TASK STATEMENT -
Go through the lines below and tally those containing the string "ratatui". Respond with the number only.

#### INPUT ####

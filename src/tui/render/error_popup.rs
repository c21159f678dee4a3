use ratatui::Frame;
use ratatui::layout::Rect;
use ratatui::style::{Modifier, Style};
use ratatui::text::{Line, Span};
use ratatui::widgets::{Block, Borders, Clear, Paragraph, Wrap};

use crate::tui::app::App;

use super::centered_rect;

/// Render the blocking storage-error notice raised by a failed delete
pub fn render_error_popup(frame: &mut Frame, app: &App, area: Rect) {
    let Some(message) = &app.error_notice else {
        return;
    };

    let popup = centered_rect(area, 52, 7);
    let surface = app.theme.surface;

    let block = Block::default()
        .borders(Borders::ALL)
        .border_style(Style::default().fg(app.theme.red).bg(surface))
        .title(Span::styled(
            " Storage Error ",
            Style::default()
                .fg(app.theme.red)
                .bg(surface)
                .add_modifier(Modifier::BOLD),
        ))
        .style(Style::default().bg(surface));
    let inner = block.inner(popup);

    frame.render_widget(Clear, popup);
    frame.render_widget(block, popup);

    let lines = vec![
        Line::from(Span::styled(
            message.clone(),
            Style::default().fg(app.theme.text_bright).bg(surface),
        )),
        Line::default(),
        Line::from(Span::styled(
            "Press Enter to dismiss.",
            Style::default().fg(app.theme.dim).bg(surface),
        )),
    ];

    let paragraph = Paragraph::new(lines)
        .wrap(Wrap { trim: false })
        .style(Style::default().bg(surface));
    frame.render_widget(paragraph, inner);
}
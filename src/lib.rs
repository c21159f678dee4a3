pub mod io;
pub mod model;
pub mod store;
pub mod tui;
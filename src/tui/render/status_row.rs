use ratatui::Frame;
use ratatui::layout::Rect;
use ratatui::style::Style;
use ratatui::text::{Line, Span};
use ratatui::widgets::Paragraph;

use crate::tui::app::{App, Mode};

/// Render the status row (bottom of screen) with key hints for the mode
pub fn render_status_row(frame: &mut Frame, app: &App, area: Rect) {
    let bg = app.theme.background;
    let width = area.width as usize;

    let hint = match app.mode {
        Mode::Navigate => "a add  e edit  space toggle  d delete  t theme  q quit",
        Mode::Form => "Enter save  Tab next field  Esc cancel",
    };

    let mut spans = vec![Span::styled(
        format!(" {}", hint),
        Style::default().fg(app.theme.dim).bg(bg),
    )];
    let used: usize = spans.iter().map(|s| s.content.chars().count()).sum();
    if used < width {
        spans.push(Span::styled(" ".repeat(width - used), Style::default().bg(bg)));
    }

    let paragraph = Paragraph::new(Line::from(spans)).style(Style::default().bg(bg));
    frame.render_widget(paragraph, area);
}
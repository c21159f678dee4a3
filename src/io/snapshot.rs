use std::collections::HashMap;
use std::fs;
use std::io::{self, Write};
use std::path::{Path, PathBuf};

use tempfile::NamedTempFile;

use crate::model::Todo;

/// The single key under which the whole collection snapshot is stored.
pub const STORAGE_KEY: &str = "todos";

/// Error type for snapshot storage operations
#[derive(Debug, thiserror::Error)]
pub enum SnapshotError {
    #[error("could not read {path}: {source}")]
    Read {
        path: PathBuf,
        source: io::Error,
    },
    #[error("could not write {path}: {source}")]
    Write {
        path: PathBuf,
        source: io::Error,
    },
    #[error("could not encode snapshot: {0}")]
    Encode(#[from] serde_json::Error),
}

/// A persistent key-value store for collection snapshots.
///
/// `get` returns `None` for an absent key; `set` replaces the value for a
/// key wholesale. Both may fail, and a failing call fails synchronously.
pub trait SnapshotBackend {
    fn get(&self, key: &str) -> Result<Option<String>, SnapshotError>;
    fn set(&mut self, key: &str, value: &str) -> Result<(), SnapshotError>;
}

/// Serialize a collection into its snapshot form (a JSON array).
pub fn encode_snapshot(todos: &[Todo]) -> Result<String, SnapshotError> {
    Ok(serde_json::to_string(todos)?)
}

/// Parse a snapshot back into a collection.
///
/// Returns `None` for malformed or non-array content — callers treat that
/// identically to an absent snapshot.
pub fn decode_snapshot(raw: &str) -> Option<Vec<Todo>> {
    serde_json::from_str(raw).ok()
}

/// Default data directory for the snapshot file (`<platform data dir>/tick`).
pub fn default_data_dir() -> PathBuf {
    dirs::data_dir()
        .unwrap_or_else(|| PathBuf::from("."))
        .join("tick")
}

// ---------------------------------------------------------------------------
// File-backed store
// ---------------------------------------------------------------------------

/// Snapshot store backed by one JSON file per key inside a data directory.
#[derive(Debug)]
pub struct FileBackend {
    dir: PathBuf,
}

impl FileBackend {
    /// Open a file backend rooted at `dir`, creating the directory if needed.
    pub fn open(dir: &Path) -> Result<Self, SnapshotError> {
        fs::create_dir_all(dir).map_err(|e| SnapshotError::Write {
            path: dir.to_path_buf(),
            source: e,
        })?;
        Ok(FileBackend {
            dir: dir.to_path_buf(),
        })
    }

    fn key_path(&self, key: &str) -> PathBuf {
        self.dir.join(format!("{}.json", key))
    }
}

impl SnapshotBackend for FileBackend {
    fn get(&self, key: &str) -> Result<Option<String>, SnapshotError> {
        let path = self.key_path(key);
        if !path.exists() {
            return Ok(None);
        }
        fs::read_to_string(&path)
            .map(Some)
            .map_err(|e| SnapshotError::Read { path, source: e })
    }

    fn set(&mut self, key: &str, value: &str) -> Result<(), SnapshotError> {
        let path = self.key_path(key);
        atomic_write(&path, value.as_bytes()).map_err(|e| SnapshotError::Write {
            path,
            source: e,
        })
    }
}

/// Write a file atomically: write to a temp file in the same directory,
/// then rename over the target.
fn atomic_write(path: &Path, content: &[u8]) -> io::Result<()> {
    let dir = path.parent().unwrap_or(Path::new("."));
    let mut tmp = NamedTempFile::new_in(dir)?;
    tmp.write_all(content)?;
    tmp.flush()?;
    tmp.persist(path).map_err(|e| e.error)?;
    Ok(())
}

// ---------------------------------------------------------------------------
// In-memory store
// ---------------------------------------------------------------------------

/// Snapshot store held entirely in memory. Never fails; useful for tests
/// and for running without touching the disk.
#[derive(Debug, Default)]
pub struct MemoryBackend {
    values: HashMap<String, String>,
}

impl MemoryBackend {
    pub fn new() -> Self {
        MemoryBackend::default()
    }
}

impl SnapshotBackend for MemoryBackend {
    fn get(&self, key: &str) -> Result<Option<String>, SnapshotError> {
        Ok(self.values.get(key).cloned())
    }

    fn set(&mut self, key: &str, value: &str) -> Result<(), SnapshotError> {
        self.values.insert(key.to_string(), value.to_string());
        Ok(())
    }
}
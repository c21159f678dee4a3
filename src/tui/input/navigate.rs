use crossterm::event::{KeyCode, KeyEvent};

use crate::tui::app::App;

/// Handle a key press in navigate mode
pub(super) fn handle_navigate(app: &mut App, key: KeyEvent) {
    match key.code {
        KeyCode::Char('q') => app.should_quit = true,
        KeyCode::Char('j') | KeyCode::Down => move_cursor(app, 1),
        KeyCode::Char('k') | KeyCode::Up => move_cursor(app, -1),
        KeyCode::Char('g') | KeyCode::Home => app.cursor = 0,
        KeyCode::Char('G') | KeyCode::End => {
            app.cursor = app.store.todos().len().saturating_sub(1);
        }
        KeyCode::Char(' ') | KeyCode::Char('x') => app.toggle_selected(),
        KeyCode::Char('a') => app.open_add_form(),
        KeyCode::Char('e') | KeyCode::Enter => app.start_editing(),
        KeyCode::Char('d') => app.delete_selected(),
        KeyCode::Char('t') => app.toggle_theme(),
        _ => {}
    }
}

fn move_cursor(app: &mut App, delta: i64) {
    let len = app.store.todos().len();
    if len == 0 {
        return;
    }
    let next = app.cursor as i64 + delta;
    app.cursor = next.clamp(0, len as i64 - 1) as usize;
}
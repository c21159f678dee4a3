use crossterm::event::{KeyCode, KeyEvent};

use crate::tui::app::{App, FormField};

/// Handle a key press while the add/edit form is open
pub(super) fn handle_form(app: &mut App, key: KeyEvent) {
    match key.code {
        KeyCode::Esc => app.cancel_editing(),
        KeyCode::Enter => app.submit_form(),
        KeyCode::Tab | KeyCode::BackTab | KeyCode::Down | KeyCode::Up => switch_field(app),
        KeyCode::Backspace => {
            focused_field(app).pop();
            app.form.error = None;
        }
        KeyCode::Char(c) => {
            focused_field(app).push(c);
            app.form.error = None;
        }
        _ => {}
    }
}

fn switch_field(app: &mut App) {
    app.form.field = match app.form.field {
        FormField::Title => FormField::Notes,
        FormField::Notes => FormField::Title,
    };
}

fn focused_field(app: &mut App) -> &mut String {
    match app.form.field {
        FormField::Title => &mut app.form.title,
        FormField::Notes => &mut app.form.notes,
    }
}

####

EXERCISE ANSWER -
10